Saludo is referring to the Electricity and Power Industry Reform Act (EPIRA), which was introduced by the current administration in 2001. Its purpose is to ensure the quality, reliability, security and affordability of electric power.
Saludo is correct when he talks about the plight of exporters. The export industry is led by its electronics industry, which represents almost two thirds of the country's exports and has been one of the hardest hit industries by the appreciation of the peso combined with a high cost of power. President of the Semi-conductor Electronics Industry of the Philippines Inc (SEIPI), Ernesto Santiago, told OBG, "The aspect of their business (export) that is being affected is local transactions, which are labour costs and wages and cost of power. We believe that to offset the strengthening of the peso against the dollar, we are asking the government to give us some discount on power rates. The reason is that power is a dollar-dependent industry. They are buying oil abroad and they are gaining now because of the exchange rate."

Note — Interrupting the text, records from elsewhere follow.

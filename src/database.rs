//! Composition root: config, transport, store and the shared in-flight set.

use crate::api::{HttpTableApi, TableApi};
use crate::config::{ConfigHolder, DatabaseConfig};
use crate::error::DatabaseError;
use crate::handle::TableHandle;
use crate::inflight::InFlight;
use crate::query::QueryOptions;
use crate::service::{RecordService, RetryPolicy};
use crate::store::TableStore;
use std::sync::Arc;

/// Cheap to clone; clones share the store and in-flight set.
#[derive(Clone)]
pub struct Database {
    config: Arc<DatabaseConfig>,
    api: Arc<dyn TableApi>,
    service: RecordService,
    in_flight: InFlight,
}

impl Database {
    /// Validate `config` and connect over HTTP with the default retry policy.
    pub fn new(config: DatabaseConfig) -> Result<Self, DatabaseError> {
        config.validate()?;
        let api = HttpTableApi::from_config(&config)?;
        tracing::info!(base_url = %api.base_url(), tables = config.tables.len(), "database configured");
        Ok(Self::with_api(config, Arc::new(api), RetryPolicy::default()))
    }

    /// Build from the process-wide holder. Fails with `NotConfigured` when nothing was set.
    pub fn from_holder(holder: &ConfigHolder) -> Result<Self, DatabaseError> {
        let config = holder.get()?;
        Self::new(DatabaseConfig::clone(&config))
    }

    /// Use a custom transport. The config is taken as-is.
    pub fn with_api(config: DatabaseConfig, api: Arc<dyn TableApi>, retry: RetryPolicy) -> Self {
        let store = TableStore::new();
        store.initialize_tables(&config.tables);
        Database {
            config: Arc::new(config),
            service: RecordService::new(Arc::clone(&api), store, retry),
            api,
            in_flight: InFlight::new(),
        }
    }

    /// Replace the retry policy; the store and in-flight set are kept.
    pub fn with_retry_policy(mut self, retry: RetryPolicy) -> Self {
        self.service = RecordService::new(Arc::clone(&self.api), self.service.store().clone(), retry);
        self
    }

    pub fn config(&self) -> &DatabaseConfig {
        &self.config
    }

    pub fn store(&self) -> &TableStore {
        self.service.store()
    }

    pub fn service(&self) -> &RecordService {
        &self.service
    }

    /// Handle for one table. `initial_options` drive `ensure_loaded` and `refresh(None)`.
    pub fn table(&self, table_name: &str, initial_options: Option<QueryOptions>) -> TableHandle {
        TableHandle::new(
            table_name,
            self.service.clone(),
            self.in_flight.clone(),
            initial_options,
        )
    }

    pub fn clear_table_data(&self, table_name: &str) -> Result<(), DatabaseError> {
        self.store().clear_table_data(table_name)
    }
}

The government's gas royalties come from their 10% stake in the Malampaya gas project, which is the country's main source of natural gas and is located just off the coast of Palawan in the south. State-owned Philippine National Oil Co-Exploration Corp (PNOC-EC) is part of the consortium that runs the operation. The group disclosed that P3.4bn ($82.4) of its P4.9bn ($118.8m) gross revenue last year came from the project. Meanwhile Napocor's net income from electricity sales last year was P90bn or P69bn ($1.7bn) net.
Napocor President Cyril C del Callar confirmed that the government has approached him to discuss using the state-owned firm's funds to help reduce power costs.
"We were asked to prepare a statement [...]. There are no details yet and we still have to take a look at everything," he told local media.
In September the DoE brokered a deal between Napocor, Meralco, the country's largest electricity distributor, and the Philippine Economic Zone Authority in order to cap rates on generation charges for companies located in ecozones at P3.52 ($0.085) per kilowatt-hour, which is roughly 20% lower than the average market price. A budget report released by the DoE is suggesting a further expansion of its lifeline rate subsidy for customers with limited incomes or who use 100 kWh or less per month. The discounts given to these customers are paid for by all other Meralco customers. The exact plan in terms of how to use the money in order to trim power costs is still unclear.
"It is with the DoE and the DoF (Department of Finance) and they will work out certain technicalities. They are looking at the financial and legal matters and how it can be allocated. They will look at the financial status of entities being used to make sure this would not have an adverse effect," said Saludo.
Saludo has been quick to point out that the measures being taken will not be a "subsidy". However, whatever it is called, it could not come at a better time. Many of the investment firms in the Philippines have told OBG that high power rates and political stability are the main concerns for potential foreign investment.